Thursday, July 10, 2008

EU study on counterfeiting and piracy

The EU Parliament recently published an interesting study, The Fight Against Counterfeiting and Piracy in the Bilateral Trade Agreements of the EU.

Yes I realise it is unlikely to appeal to anyone outside IP geekdom and not likely to endanger J.K Rowling's place in the bestseller lists but it does make some really sensible recommendations. Here's the Executive Summary:

"Concerns about counterfeiting and piracy are becoming increasingly
widespread and have now taken on an international dimension. Higher
standards of intellectual property protection are being set multilaterally and
through the inclusion of intellectual property provisions in bilateral trade
agreements. The EU Strategy for the Enforcement of Intellectual Property
Rights in Third Countries has undertaken to revisit the approach to the
intellectual property rights chapter of bilateral agreements, including the
clarification and strengthening of the enforcement clauses. This approach
should be reconsidered in the light of on-going negotiations on bilateral trade
agreements with a number of trading partners such as Korea, India, and
ASEAN, while negotiations on bilateral trade with Ukraine and Russia are also
being considered.
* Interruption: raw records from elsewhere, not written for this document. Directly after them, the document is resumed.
//! Issuer and ClusterIssuer Custom Resource Definitions
//!
//! Both kinds share the same issuer configuration; ClusterIssuers are cluster
//! scoped and can be referenced from any namespace.

use kube::CustomResource;
use schemars::JsonSchema;
use serde::{Deserialize, Serialize};
use utilities::{Base64String, DynamicValue};

use crate::references::SecretKeySelector;

/// IssuerSpec defines the desired state of an Issuer
#[derive(CustomResource, Debug, Clone, Serialize, Deserialize, JsonSchema, PartialEq)]
#[kube(
    group = "cert-manager.io",
    version = "v1",
    kind = "Issuer",
    namespaced
)]
#[serde(rename_all = "camelCase")]
pub struct IssuerSpec {
    /// ACME issuer configuration
    #[serde(default, skip_serializing_if = "Option::is_none")]
    pub acme: Option<AcmeIssuer>,

    /// CA issuer configuration
    #[serde(default, skip_serializing_if = "Option::is_none")]
    pub ca: Option<CaIssuer>,

    /// Self-signed issuer configuration
    #[serde(default, skip_serializing_if = "Option::is_none")]
    pub self_signed: Option<SelfSignedIssuer>,

    /// Vault issuer configuration
    #[serde(default, skip_serializing_if = "Option::is_none")]
    pub vault: Option<VaultIssuer>,
}

/// ClusterIssuerSpec defines the desired state of a ClusterIssuer
#[derive(CustomResource, Debug, Clone, Serialize, Deserialize, JsonSchema, PartialEq)]
#[kube(
    group = "cert-manager.io",
    version = "v1",
    kind = "ClusterIssuer"
)]
#[serde(rename_all = "camelCase")]
pub struct ClusterIssuerSpec {
    /// ACME issuer configuration
    #[serde(default, skip_serializing_if = "Option::is_none")]
    pub acme: Option<AcmeIssuer>,

    /// CA issuer configuration
    #[serde(default, skip_serializing_if = "Option::is_none")]
    pub ca: Option<CaIssuer>,

    /// Self-signed issuer configuration
    #[serde(default, skip_serializing_if = "Option::is_none")]
    pub self_signed: Option<SelfSignedIssuer>,

    /// Vault issuer configuration
    #[serde(default, skip_serializing_if = "Option::is_none")]
    pub vault: Option<VaultIssuer>,
}

/// ACME (e.g. Let's Encrypt) issuer
#[derive(Debug, Clone, Serialize, Deserialize, JsonSchema, PartialEq)]
#[serde(rename_all = "camelCase")]
pub struct AcmeIssuer {
    /// ACME directory URL
    pub server: String,

    /// Email address registered with the ACME account
    #[serde(default, skip_serializing_if = "Option::is_none")]
    pub email: Option<String>,

    /// Secret holding the ACME account private key
    pub private_key_secret_ref: SecretKeySelector,

    /// Disable TLS verification of the ACME server
    #[serde(default, rename = "skipTLSVerify", skip_serializing_if = "Option::is_none")]
    pub skip_tls_verify: Option<bool>,

    /// Preferred certificate chain by issuer common name
    #[serde(default, skip_serializing_if = "Option::is_none")]
    pub preferred_chain: Option<String>,

    /// PEM CA bundle used to validate the ACME server, base64 encoded
    #[serde(default, skip_serializing_if = "Option::is_none")]
    pub ca_bundle: Option<Base64String>,

    /// Challenge solvers, the most specific selector wins
    #[serde(default, skip_serializing_if = "Vec::is_empty")]
    pub solvers: Vec<AcmeChallengeSolver>,
}

/// ACME challenge solver
#[derive(Debug, Clone, Serialize, Deserialize, JsonSchema, PartialEq)]
#[serde(rename_all = "camelCase")]
pub struct AcmeChallengeSolver {
    /// Which certificates this solver applies to
    #[serde(default, skip_serializing_if = "Option::is_none")]
    pub selector: Option<CertificateDnsNameSelector>,

    /// HTTP-01 challenge configuration
    #[serde(default, skip_serializing_if = "Option::is_none")]
    pub http01: Option<AcmeHttp01Solver>,

    /// DNS-01 challenge configuration, provider specific
    #[serde(default, skip_serializing_if = "Option::is_none")]
    pub dns01: Option<DynamicValue>,
}

/// Selects certificates by DNS name, zone or label
#[derive(Debug, Clone, Default, Serialize, Deserialize, JsonSchema, PartialEq, Eq)]
#[serde(rename_all = "camelCase")]
pub struct CertificateDnsNameSelector {
    #[serde(default, skip_serializing_if = "Vec::is_empty")]
    pub dns_names: Vec<String>,

    #[serde(default, skip_serializing_if = "Vec::is_empty")]
    pub dns_zones: Vec<String>,

    #[serde(default, skip_serializing_if = "std::collections::BTreeMap::is_empty")]
    pub match_labels: std::collections::BTreeMap<String, String>,
}

/// HTTP-01 solver
#[derive(Debug, Clone, Default, Serialize, Deserialize, JsonSchema, PartialEq, Eq)]
#[serde(rename_all = "camelCase")]
pub struct AcmeHttp01Solver {
    /// Solve through an Ingress
    #[serde(default, skip_serializing_if = "Option::is_none")]
    pub ingress: Option<AcmeHttp01Ingress>,
}

/// Ingress used to answer HTTP-01 challenges
#[derive(Debug, Clone, Default, Serialize, Deserialize, JsonSchema, PartialEq, Eq)]
#[serde(rename_all = "camelCase")]
pub struct AcmeHttp01Ingress {
    /// Legacy ingress class annotation value
    #[serde(default, skip_serializing_if = "Option::is_none")]
    pub class: Option<String>,

    /// IngressClass resource name
    #[serde(default, skip_serializing_if = "Option::is_none")]
    pub ingress_class_name: Option<String>,

    /// Existing Ingress to edit instead of creating one
    #[serde(default, skip_serializing_if = "Option::is_none")]
    pub name: Option<String>,

    /// Service type of the solver, ClusterIP or NodePort
    #[serde(default, skip_serializing_if = "Option::is_none")]
    pub service_type: Option<String>,
}

/// Signs certificates with a CA key pair stored in a Secret
#[derive(Debug, Clone, Serialize, Deserialize, JsonSchema, PartialEq, Eq)]
#[serde(rename_all = "camelCase")]
pub struct CaIssuer {
    /// Secret holding `tls.crt` and `tls.key`
    pub secret_name: String,

    #[serde(default, skip_serializing_if = "Vec::is_empty")]
    pub crl_distribution_points: Vec<String>,

    #[serde(default, skip_serializing_if = "Vec::is_empty")]
    pub ocsp_servers: Vec<String>,
}

/// Self-signs certificates with their own private key
#[derive(Debug, Clone, Default, Serialize, Deserialize, JsonSchema, PartialEq, Eq)]
#[serde(rename_all = "camelCase")]
pub struct SelfSignedIssuer {
    #[serde(default, skip_serializing_if = "Vec::is_empty")]
    pub crl_distribution_points: Vec<String>,
}

/// HashiCorp Vault PKI issuer
#[derive(Debug, Clone, Serialize, Deserialize, JsonSchema, PartialEq)]
#[serde(rename_all = "camelCase")]
pub struct VaultIssuer {
    /// Vault server address
    pub server: String,

    /// Mount path of the PKI signing role
    pub path: String,

    /// Vault Enterprise namespace
    #[serde(default, skip_serializing_if = "Option::is_none")]
    pub namespace: Option<String>,

    /// PEM CA bundle used to validate the Vault server, base64 encoded
    #[serde(default, skip_serializing_if = "Option::is_none")]
    pub ca_bundle: Option<Base64String>,

    /// Authentication method configuration
    pub auth: DynamicValue,
}
//! Shared reference and selector types
//!
//! Small structs reused across CRDs from different upstream projects. They
//! mirror the Kubernetes core types but derive `JsonSchema` directly so they
//! can be embedded in CRD specs without the k8s-openapi schema feature.

use std::collections::BTreeMap;

use schemars::JsonSchema;
use serde::{Deserialize, Serialize};

/// Reference to a Secret key in the same namespace
#[derive(Debug, Clone, Serialize, Deserialize, JsonSchema, PartialEq, Eq)]
#[serde(rename_all = "camelCase")]
pub struct SecretKeySelector {
    /// Name of the Secret
    pub name: String,

    /// Key within the Secret. Required when the Secret holds more than one entry.
    #[serde(default, skip_serializing_if = "Option::is_none")]
    pub key: Option<String>,
}

/// Kubernetes label selector
#[derive(Debug, Clone, Default, Serialize, Deserialize, JsonSchema, PartialEq, Eq)]
#[serde(rename_all = "camelCase")]
pub struct LabelSelector {
    /// Exact label matches
    #[serde(default, skip_serializing_if = "BTreeMap::is_empty")]
    pub match_labels: BTreeMap<String, String>,

    /// Set-based requirements, ANDed together
    #[serde(default, skip_serializing_if = "Vec::is_empty")]
    pub match_expressions: Vec<LabelSelectorRequirement>,
}

/// A single set-based label requirement
#[derive(Debug, Clone, Serialize, Deserialize, JsonSchema, PartialEq, Eq)]
#[serde(rename_all = "camelCase")]
pub struct LabelSelectorRequirement {
    /// Label key the selector applies to
    pub key: String,

    /// Relationship between the key and the values
    pub operator: SelectorOperator,

    /// Values to compare against. Must be empty for Exists and DoesNotExist.
    #[serde(default, skip_serializing_if = "Vec::is_empty")]
    pub values: Vec<String>,
}

/// Label selector operator
#[derive(Debug, Clone, Serialize, Deserialize, JsonSchema, PartialEq, Eq)]
pub enum SelectorOperator {
    In,
    NotIn,
    Exists,
    DoesNotExist,
}

/// Namespaces a monitor selects targets from
#[derive(Debug, Clone, Default, Serialize, Deserialize, JsonSchema, PartialEq, Eq)]
#[serde(rename_all = "camelCase")]
pub struct NamespaceSelector {
    /// Select all namespaces
    #[serde(default, skip_serializing_if = "Option::is_none")]
    pub any: Option<bool>,

    /// Explicit list of namespace names
    #[serde(default, skip_serializing_if = "Vec::is_empty")]
    pub match_names: Vec<String>,
}
//! cert-manager CRDs (`cert-manager.io/v1`)
//!
//! - Certificates
//! - Issuers (namespaced)
//! - ClusterIssuers

pub mod certificate;
pub mod issuer;

pub use certificate::*;
pub use issuer::*;
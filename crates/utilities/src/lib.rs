//! Shared helpers
//!
//! Small, stateless helpers used by the CRD models and the provider:
//! - Dynamic-type wrappers with hand-written JSON schemas (`DynamicValue`,
//!   `IntOrString`, `Base64String`, `DateTimeString`)
//! - Naming helpers mapping CRD property names to attribute names
//! - Resource id generation

pub mod id;
pub mod naming;
pub mod values;

pub use id::generate_id;
pub use naming::{resource_type_name, to_snake_case};
pub use values::*;
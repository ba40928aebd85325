//! Label and annotation validation
//!
//! Keys are qualified names: an optional DNS-1123 subdomain prefix followed by
//! `/` and a name segment of at most 63 characters.

use std::sync::LazyLock;

use regex::Regex;

use crate::error::ValidationError;
use crate::name::validate_dns1123_subdomain;

/// Maximum length of a qualified name segment or label value
pub const QUALIFIED_NAME_MAX_LEN: usize = 63;

/// Maximum total size of all annotation keys and values
pub const TOTAL_ANNOTATION_SIZE_LIMIT: usize = 256 * 1024;

static QUALIFIED_NAME: LazyLock<Regex> = LazyLock::new(|| {
    Regex::new(r"^[A-Za-z0-9]([-A-Za-z0-9_.]*[A-Za-z0-9])?$").expect("valid regex")
});

/// Check that `key` is a qualified name (`prefix/name` or `name`).
pub fn validate_qualified_name(key: &str) -> Result<(), ValidationError> {
    let (prefix, name) = match key.split_once('/') {
        Some((prefix, name)) => (Some(prefix), name),
        None => (None, key),
    };

    if let Some(prefix) = prefix {
        if prefix.is_empty() {
            return Err(invalid_key(key, "prefix part must not be empty"));
        }
        validate_dns1123_subdomain(prefix).map_err(|e| invalid_key(key, &format!("prefix part {}", e)))?;
    }

    if name.is_empty() {
        return Err(invalid_key(key, "name part must not be empty"));
    }
    if name.len() > QUALIFIED_NAME_MAX_LEN {
        return Err(invalid_key(
            key,
            &format!("name part must be no more than {} characters", QUALIFIED_NAME_MAX_LEN),
        ));
    }
    if !QUALIFIED_NAME.is_match(name) {
        return Err(invalid_key(
            key,
            "name part must consist of alphanumeric characters, '-', '_' or '.', \
             and must start and end with an alphanumeric character",
        ));
    }
    Ok(())
}

/// Check a single label.
pub fn validate_label(key: &str, value: &str) -> Result<(), ValidationError> {
    validate_qualified_name(key)?;

    if value.len() > QUALIFIED_NAME_MAX_LEN {
        return Err(ValidationError::InvalidLabelValue {
            key: key.to_string(),
            value: value.to_string(),
            reason: format!("must be no more than {} characters", QUALIFIED_NAME_MAX_LEN),
        });
    }
    if !value.is_empty() && !QUALIFIED_NAME.is_match(value) {
        return Err(ValidationError::InvalidLabelValue {
            key: key.to_string(),
            value: value.to_string(),
            reason: "must be empty or consist of alphanumeric characters, '-', '_' or '.', \
                     and must start and end with an alphanumeric character"
                .to_string(),
        });
    }
    Ok(())
}

/// Check a full set of labels.
pub fn validate_labels<'a>(
    labels: impl IntoIterator<Item = (&'a str, &'a str)>,
) -> Result<(), ValidationError> {
    labels
        .into_iter()
        .try_for_each(|(key, value)| validate_label(key, value))
}

/// Check a full set of annotations: qualified keys and total size.
pub fn validate_annotations<'a>(
    annotations: impl IntoIterator<Item = (&'a str, &'a str)>,
) -> Result<(), ValidationError> {
    let mut size = 0usize;
    for (key, value) in annotations {
        validate_qualified_name(key)?;
        size += key.len() + value.len();
    }
    if size > TOTAL_ANNOTATION_SIZE_LIMIT {
        return Err(ValidationError::AnnotationsTooLarge {
            size,
            limit: TOTAL_ANNOTATION_SIZE_LIMIT,
        });
    }
    Ok(())
}

fn invalid_key(key: &str, reason: &str) -> ValidationError {
    ValidationError::InvalidKey {
        key: key.to_string(),
        reason: reason.to_string(),
    }
}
If the Lisbon Treaty on the Functioning of the European
Union (TFEU) comes into force, the European Parliament will have a
significantly enhanced role to play in the negotiation of such agreements,
including the power of veto. In scrutinising and giving consent to agreements,
it is recommended that the European Parliament takes account of the
following: (1) if intellectual property enforcement provisions are to be included
in agreements, this must be done on the basis of adequate evidence on the
level of counterfeiting and piracy and its effects; (2) intellectual property rights
are private rights and the main responsibility for taking measures to protect
and enforce intellectual property rights should lie with individual right holders;
(3) the European Parliament should consider carefully the need to balance
flexibilities in the TRIPS Agreement with the need for additional provisions in
bilateral agreements to fight counterfeiting and piracy; (4) agreements that
contain provisions on recourse to bilateral dispute settlement mechanisms risk
weakening the multilateral dispute settlement system; (5) provisions in
agreements that expand the scope of border measures to cover exports as
well as goods in transit or transhipment should not be unnecessarily
burdensome and should be subject to the availability of judicial review; (6) the
European Parliament should encourage the EU to undertake needs
assessments in third countries to ensure that adequate and appropriate
technical and financial cooperation is made available on mutually agreed
terms and conditions in order to assist with the training of police, customs
officers, judiciary and other government officials; (7) it would be advantageous
to establish a parliamentary forum or an inter-parliamentary observatory to
monitor and assess the impact of bilateral agreements in the fight against
counterfeiting and piracy."

Well done to Dr. Duncan Matthews at Queen Mary College who produced the study for the Policy Department of the Directorate-General for External Policies of the Union. I wonder how many people know there is such a thing as the Policy Department of the Directorate-General for External Policies of the Union?